Activités électives?…
Riaz et Tavel doivent faire ce qui est dans leurs compétences. Idéalement, ce sont des opérations en ambulatoire ou ne nécessitant qu’une nuit d’hospitalisation. Ce peut être aussi des opérations complexes pour autant que le patient soit par ailleurs bien portant. Par exemple on opérera à Riaz l’épaule d’un jeune homme sain, pas un malade qui a subi un infarctus. Pour des opérations bien choisies, avec la collaboration de tout le monde, je suis quasiment certain que Riaz et Tavel seront plus efficients et plus économiques que Fribourg pour ce qui est de l’activité du bloc opératoire.
Pourquoi?
Le gaspillage, c’est la sous-utilisation d’une infrastructure existante et de son personnel. Un bloc, c’est au minimum deux instrumentistes, une aide de salle et une infirmière anesthésiste (sans parler du médecin). Ça coûte entre 20 et 30 francs la minute, qu’on opère ou non. Or, à l’avenir, Riaz et Tavel opéreront plus, plus rapidement, avec des suites postopératoires plus simples. En outre, le personnel déjà formé pratiquera plus souvent et les sites n’auront pas nécessairement à assumer la formation, mission de Fribourg.

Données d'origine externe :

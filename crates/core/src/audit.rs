use chrono::{DateTime, Utc};
use serde::{Deserialize, Serialize};

use crate::domain::request::RequestId;
use crate::domain::user::UserId;

/// Actions recorded in a request's audit log. One entry is appended per
/// accepted transition; entries are never mutated or deleted.
#[derive(Clone, Copy, Debug, PartialEq, Eq, Hash, Serialize, Deserialize)]
#[serde(rename_all = "SCREAMING_SNAKE_CASE")]
pub enum WorkflowAction {
    Submit,
    Approve,
    Reject,
    RequestQuotes,
    SubmitQuotes,
}

impl WorkflowAction {
    /// Fixed comment used when the caller supplies none.
    pub fn default_comment(self) -> &'static str {
        match self {
            WorkflowAction::Submit => "request submitted",
            WorkflowAction::Approve => "approved",
            WorkflowAction::Reject => "no comment",
            WorkflowAction::RequestQuotes => "returned to procurement for price quotes",
            WorkflowAction::SubmitQuotes => "price quotes uploaded",
        }
    }
}

#[derive(Clone, Debug, PartialEq, Serialize, Deserialize)]
pub struct AuditLogEntry {
    pub id: i64,
    pub request_id: RequestId,
    pub actor_id: UserId,
    pub action: WorkflowAction,
    pub comment: String,
    pub created_at: DateTime<Utc>,
}

/// Resolve the comment to record: a non-blank caller comment wins, otherwise
/// the action's fixed default.
pub fn comment_or_default(action: WorkflowAction, comment: Option<String>) -> String {
    match comment {
        Some(text) if !text.trim().is_empty() => text,
        _ => action.default_comment().to_string(),
    }
}
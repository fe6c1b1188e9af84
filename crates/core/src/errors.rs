use thiserror::Error;

use crate::audit::WorkflowAction;
use crate::domain::request::RequestStatus;
use crate::domain::user::{Role, UserId};

/// Failure taxonomy of the workflow engine. Every precondition violation is
/// a distinct variant so callers can render an appropriate message; in
/// particular a forbidden read (`PermissionDenied`) is distinguishable from
/// a missing request (`NotFound`).
#[derive(Clone, Debug, Error, PartialEq, Eq)]
pub enum WorkflowError {
    #[error("no authenticated actor")]
    Unauthorized,
    #[error("request not found")]
    NotFound,
    #[error("user {actor} is not authorized to act on this request")]
    PermissionDenied { actor: UserId },
    #[error("action {action:?} is not legal while the request is {status:?}")]
    InvalidState { action: WorkflowAction, status: RequestStatus },
    #[error("no user holds role {0:?}")]
    NoSuchRoleHolder(Role),
    #[error("request was modified concurrently, reload and retry")]
    Conflict,
    #[error("invalid payload: {0}")]
    Validation(String),
}

#[cfg(test)]
mod tests {
    use crate::audit::WorkflowAction;
    use crate::domain::request::RequestStatus;
    use crate::domain::user::{Role, UserId};

    use super::WorkflowError;

    #[test]
    fn messages_name_the_offending_detail() {
        let denied = WorkflowError::PermissionDenied { actor: UserId(7) };
        assert!(denied.to_string().contains('7'));

        let invalid = WorkflowError::InvalidState {
            action: WorkflowAction::RequestQuotes,
            status: RequestStatus::WaitingForQuotes,
        };
        assert!(invalid.to_string().contains("RequestQuotes"));

        let missing = WorkflowError::NoSuchRoleHolder(Role::Procurement);
        assert!(missing.to_string().contains("Procurement"));
    }

    #[test]
    fn forbidden_and_not_found_are_distinct() {
        assert_ne!(
            WorkflowError::PermissionDenied { actor: UserId(1) },
            WorkflowError::NotFound
        );
    }
}
use rust_decimal::Decimal;
use serde::{Deserialize, Serialize};

use crate::errors::WorkflowError;

/// A single competing price quote gathered during the price-inquiry detour.
#[derive(Clone, Debug, PartialEq, Serialize, Deserialize)]
pub struct QuoteOffer {
    pub supplier: String,
    pub price: Decimal,
    #[serde(default, skip_serializing_if = "Option::is_none")]
    pub description: Option<String>,
    #[serde(default)]
    pub selected: bool,
    #[serde(default, skip_serializing_if = "Option::is_none")]
    pub attachment_ref: Option<String>,
}

/// Ordered slate of competing quotes; at most one may be selected.
#[derive(Clone, Debug, Default, PartialEq, Serialize, Deserialize)]
#[serde(transparent)]
pub struct QuoteSlate {
    pub offers: Vec<QuoteOffer>,
}

impl QuoteSlate {
    pub fn new(offers: Vec<QuoteOffer>) -> Self {
        Self { offers }
    }

    pub fn is_empty(&self) -> bool {
        self.offers.is_empty()
    }

    pub fn selected(&self) -> Option<&QuoteOffer> {
        self.offers.iter().find(|offer| offer.selected)
    }

    /// Price of the selected quote, or 0 if none is flagged.
    pub fn selected_total(&self) -> Decimal {
        self.selected().map(|offer| offer.price).unwrap_or(Decimal::ZERO)
    }

    /// Boundary validation: every offer needs a supplier and a positive
    /// price, and at most one offer may be selected. A missing selection is
    /// legal and yields a total of 0.
    pub fn validate(&self) -> Result<(), WorkflowError> {
        for (index, offer) in self.offers.iter().enumerate() {
            if offer.supplier.trim().is_empty() {
                return Err(WorkflowError::Validation(format!(
                    "quote #{} is missing a supplier",
                    index + 1
                )));
            }
            if offer.price <= Decimal::ZERO {
                return Err(WorkflowError::Validation(format!(
                    "quote #{} must have a positive price",
                    index + 1
                )));
            }
        }

        let selected_count = self.offers.iter().filter(|offer| offer.selected).count();
        if selected_count > 1 {
            return Err(WorkflowError::Validation(format!(
                "at most one quote may be selected, found {selected_count}"
            )));
        }

        Ok(())
    }
}

#[cfg(test)]
mod tests {
    use rust_decimal::Decimal;

    use crate::errors::WorkflowError;

    use super::{QuoteOffer, QuoteSlate};

    fn offer(supplier: &str, price: i64, selected: bool) -> QuoteOffer {
        QuoteOffer {
            supplier: supplier.to_string(),
            price: Decimal::from(price),
            description: None,
            selected,
            attachment_ref: None,
        }
    }

    #[test]
    fn selected_total_is_price_of_flagged_quote() {
        let slate = QuoteSlate::new(vec![
            offer("Acme Supply", 4_800_000, false),
            offer("Globex Trading", 5_000_000, true),
            offer("Initech Goods", 5_300_000, false),
        ]);

        assert_eq!(slate.selected_total(), Decimal::from(5_000_000));
        assert_eq!(slate.selected().map(|o| o.supplier.as_str()), Some("Globex Trading"));
    }

    #[test]
    fn missing_selection_defaults_to_zero() {
        let slate = QuoteSlate::new(vec![offer("Acme Supply", 100, false)]);
        assert_eq!(slate.selected_total(), Decimal::ZERO);
        assert!(slate.validate().is_ok());
    }

    #[test]
    fn rejects_more_than_one_selected_quote() {
        let slate =
            QuoteSlate::new(vec![offer("Acme Supply", 100, true), offer("Globex", 200, true)]);
        assert!(matches!(slate.validate(), Err(WorkflowError::Validation(_))));
    }

    #[test]
    fn rejects_blank_supplier_and_non_positive_price() {
        let blank = QuoteSlate::new(vec![offer("  ", 100, false)]);
        assert!(matches!(blank.validate(), Err(WorkflowError::Validation(_))));

        let free = QuoteSlate::new(vec![offer("Acme Supply", 0, false)]);
        assert!(matches!(free.validate(), Err(WorkflowError::Validation(_))));
    }

    #[test]
    fn slate_round_trips_through_json() {
        let slate = QuoteSlate::new(vec![offer("Acme Supply", 4_800_000, true)]);
        let json = serde_json::to_string(&slate).expect("serialize");
        let decoded: QuoteSlate = serde_json::from_str(&json).expect("deserialize");
        assert_eq!(decoded, slate);
    }
}
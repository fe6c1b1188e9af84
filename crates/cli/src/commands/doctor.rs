use reqflow_core::config::{AppConfig, LoadOptions};
use reqflow_db::{connect_with_settings, migrations};
use serde::Serialize;

#[derive(Clone, Copy, Debug, PartialEq, Eq, Serialize)]
#[serde(rename_all = "snake_case")]
enum CheckStatus {
    Pass,
    Fail,
    Skipped,
}

#[derive(Debug, Serialize)]
struct DoctorCheck {
    name: &'static str,
    status: CheckStatus,
    details: String,
}

#[derive(Debug, Serialize)]
struct DoctorReport {
    overall_status: CheckStatus,
    summary: String,
    checks: Vec<DoctorCheck>,
}

pub fn run(json_output: bool) -> String {
    let report = build_report();

    if json_output {
        return serde_json::to_string_pretty(&report).unwrap_or_else(|error| {
            format!(
                "{{\"overall_status\":\"fail\",\"summary\":\"doctor serialization failed\",\"error\":\"{}\"}}",
                escape_json(&error.to_string())
            )
        });
    }

    render_human(&report)
}

fn build_report() -> DoctorReport {
    let mut checks = Vec::new();

    match AppConfig::load(LoadOptions::default()) {
        Ok(config) => {
            checks.push(DoctorCheck {
                name: "config_validation",
                status: CheckStatus::Pass,
                details: "configuration loaded and validated".to_string(),
            });
            checks.extend(check_database(&config));
        }
        Err(error) => {
            checks.push(DoctorCheck {
                name: "config_validation",
                status: CheckStatus::Fail,
                details: error.to_string(),
            });
            checks.push(DoctorCheck {
                name: "database_connectivity",
                status: CheckStatus::Skipped,
                details: "skipped because configuration did not load".to_string(),
            });
            checks.push(DoctorCheck {
                name: "migration_visibility",
                status: CheckStatus::Skipped,
                details: "skipped because configuration did not load".to_string(),
            });
        }
    }

    let all_pass = checks.iter().all(|check| check.status == CheckStatus::Pass);
    let overall_status = if all_pass { CheckStatus::Pass } else { CheckStatus::Fail };
    let summary = if all_pass {
        "doctor: all readiness checks passed".to_string()
    } else {
        "doctor: one or more readiness checks failed".to_string()
    };

    DoctorReport { overall_status, summary, checks }
}

fn check_database(config: &AppConfig) -> Vec<DoctorCheck> {
    let runtime = match tokio::runtime::Builder::new_current_thread().enable_all().build() {
        Ok(runtime) => runtime,
        Err(error) => {
            return vec![
                DoctorCheck {
                    name: "database_connectivity",
                    status: CheckStatus::Fail,
                    details: format!("failed to initialize async runtime: {error}"),
                },
                DoctorCheck {
                    name: "migration_visibility",
                    status: CheckStatus::Skipped,
                    details: "skipped because no async runtime is available".to_string(),
                },
            ];
        }
    };

    runtime.block_on(async {
        let pool = match connect_with_settings(
            &config.database.url,
            config.database.max_connections,
            config.database.timeout_secs,
        )
        .await
        {
            Ok(pool) => pool,
            Err(error) => {
                return vec![
                    DoctorCheck {
                        name: "database_connectivity",
                        status: CheckStatus::Fail,
                        details: format!("failed to connect to database: {error}"),
                    },
                    DoctorCheck {
                        name: "migration_visibility",
                        status: CheckStatus::Skipped,
                        details: "skipped because the database is unreachable".to_string(),
                    },
                ];
            }
        };

        let mut checks = vec![DoctorCheck {
            name: "database_connectivity",
            status: CheckStatus::Pass,
            details: format!("connected using `{}`", config.database.url),
        }];

        match migrations::run_pending(&pool).await {
            Ok(()) => checks.push(DoctorCheck {
                name: "migration_visibility",
                status: CheckStatus::Pass,
                details: "migrations are visible and executable".to_string(),
            }),
            Err(error) => checks.push(DoctorCheck {
                name: "migration_visibility",
                status: CheckStatus::Fail,
                details: format!("migration execution failed: {error}"),
            }),
        }

        pool.close().await;
        checks
    })
}

fn render_human(report: &DoctorReport) -> String {
    let mut lines = Vec::new();
    lines.push(report.summary.clone());

    for check in &report.checks {
        let marker = match check.status {
            CheckStatus::Pass => "ok",
            CheckStatus::Fail => "fail",
            CheckStatus::Skipped => "skip",
        };
        lines.push(format!("- [{marker}] {}: {}", check.name, check.details));
    }

    lines.join("\n")
}

fn escape_json(value: &str) -> String {
    value.replace('\\', "\\\\").replace('"', "\\\"")
}
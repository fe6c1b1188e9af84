use std::collections::HashSet;

use sqlx::Row;

use reqflow_core::audit::{AuditLogEntry, WorkflowAction};
use reqflow_core::domain::request::RequestId;
use reqflow_core::domain::user::UserId;

use super::{parse_datetime, AuditLogRepository, RepositoryError};
use crate::DbPool;

pub struct SqlAuditLogRepository {
    pool: DbPool,
}

impl SqlAuditLogRepository {
    pub fn new(pool: DbPool) -> Self {
        Self { pool }
    }
}

pub fn action_as_str(action: WorkflowAction) -> &'static str {
    match action {
        WorkflowAction::Submit => "SUBMIT",
        WorkflowAction::Approve => "APPROVE",
        WorkflowAction::Reject => "REJECT",
        WorkflowAction::RequestQuotes => "REQUEST_QUOTES",
        WorkflowAction::SubmitQuotes => "SUBMIT_QUOTES",
    }
}

pub fn parse_action(raw: &str) -> Result<WorkflowAction, RepositoryError> {
    match raw {
        "SUBMIT" => Ok(WorkflowAction::Submit),
        "APPROVE" => Ok(WorkflowAction::Approve),
        "REJECT" => Ok(WorkflowAction::Reject),
        "REQUEST_QUOTES" => Ok(WorkflowAction::RequestQuotes),
        "SUBMIT_QUOTES" => Ok(WorkflowAction::SubmitQuotes),
        other => Err(RepositoryError::Decode(format!("unknown audit action `{other}`"))),
    }
}

fn row_to_entry(row: &sqlx::sqlite::SqliteRow) -> Result<AuditLogEntry, RepositoryError> {
    let id: i64 = row.try_get("id").map_err(|e| RepositoryError::Decode(e.to_string()))?;
    let request_id: i64 =
        row.try_get("request_id").map_err(|e| RepositoryError::Decode(e.to_string()))?;
    let actor_id: i64 =
        row.try_get("actor_id").map_err(|e| RepositoryError::Decode(e.to_string()))?;
    let action_str: String =
        row.try_get("action").map_err(|e| RepositoryError::Decode(e.to_string()))?;
    let comment: String =
        row.try_get("comment").map_err(|e| RepositoryError::Decode(e.to_string()))?;
    let created_at_str: String =
        row.try_get("created_at").map_err(|e| RepositoryError::Decode(e.to_string()))?;

    Ok(AuditLogEntry {
        id,
        request_id: RequestId(request_id),
        actor_id: UserId(actor_id),
        action: parse_action(&action_str)?,
        comment,
        created_at: parse_datetime(&created_at_str),
    })
}

#[async_trait::async_trait]
impl AuditLogRepository for SqlAuditLogRepository {
    async fn list_for_request(
        &self,
        request: RequestId,
    ) -> Result<Vec<AuditLogEntry>, RepositoryError> {
        let rows = sqlx::query(
            "SELECT id, request_id, actor_id, action, comment, created_at
             FROM request_logs WHERE request_id = ?1 ORDER BY id",
        )
        .bind(request.0)
        .fetch_all(&self.pool)
        .await?;

        rows.iter().map(row_to_entry).collect()
    }

    async fn actor_ids(&self, request: RequestId) -> Result<HashSet<UserId>, RepositoryError> {
        let rows =
            sqlx::query("SELECT DISTINCT actor_id FROM request_logs WHERE request_id = ?1")
                .bind(request.0)
                .fetch_all(&self.pool)
                .await?;

        rows.iter()
            .map(|row| {
                row.try_get::<i64, _>("actor_id")
                    .map(UserId)
                    .map_err(|e| RepositoryError::Decode(e.to_string()))
            })
            .collect()
    }

    async fn count_for_request(&self, request: RequestId) -> Result<i64, RepositoryError> {
        let count: i64 =
            sqlx::query_scalar("SELECT COUNT(1) FROM request_logs WHERE request_id = ?1")
                .bind(request.0)
                .fetch_one(&self.pool)
                .await?;
        Ok(count)
    }
}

Y aura-t-il assez de travail pour Riaz et Tavel?
Aujourd’hui, Fribourg est surchargé: il y a des listes d’attente et des opérations qui, normalement, devraient avoir lieu le jour sont pratiquées la nuit, par du personnel fatigué appartenant à des équipes de garde qui coûtent plus cher, parce que présentes 24 h sur 24. Il faut répar-tir équitablement et intelligemment le travail. A l’heure actuelle, nous avons absolument besoin des infrastructures de Riaz et Tavel.
Faut-il craindre des suppressions de postes à Fribourg?
Non. C’est la charge de travail qui variera. Elle redeviendra normale à Fribourg et augmentera à Riaz et Tavel. Potentiellement, ce sont les opérants et les opérés qui seront déplacés selon les cas, pas le personnel des salles. Pour quel gain d’efficience? Il peut être considérable, entre 15 et 30%. Or, placés au centre de toutes les activités d’un hôpital, les blocs opératoires en sont le premier centre de coûts. Ils représentent 20 à 30% du budget de fonctionnement. Mais la condition, c’est une structure polyvalente et mutualisée, ce qui n’est pas le cas de l’HFR à l’heure actuelle.
Quelles sont les conséquences pour la maternité de Riaz?
La dynamique de l’obstétrique est particulière à cause des difficultés de recrutement. Mais il n’y a pas que l’obstétrique, loin de là! Le bloc opératoire de Riaz touche l’ensemble des soins. Même en cas de fermeture de l’obstétrique, nous avons l’intention d’amener à Riaz bien plus d’opérations que nous n’en perdrions.
Cette réorganisation remet-elle en cause l’idée d’un centre unique de soins aigus?
Là, vous parlez d’une vision à long terme. La question sera alors de savoir si l’on veut un centre de soins aigus réparti sur un, deux ou trois sites. Moi, je vous parle des dix à quinze prochaines années durant lesquelles nous montrerons l’économicité de Tavel et Riaz.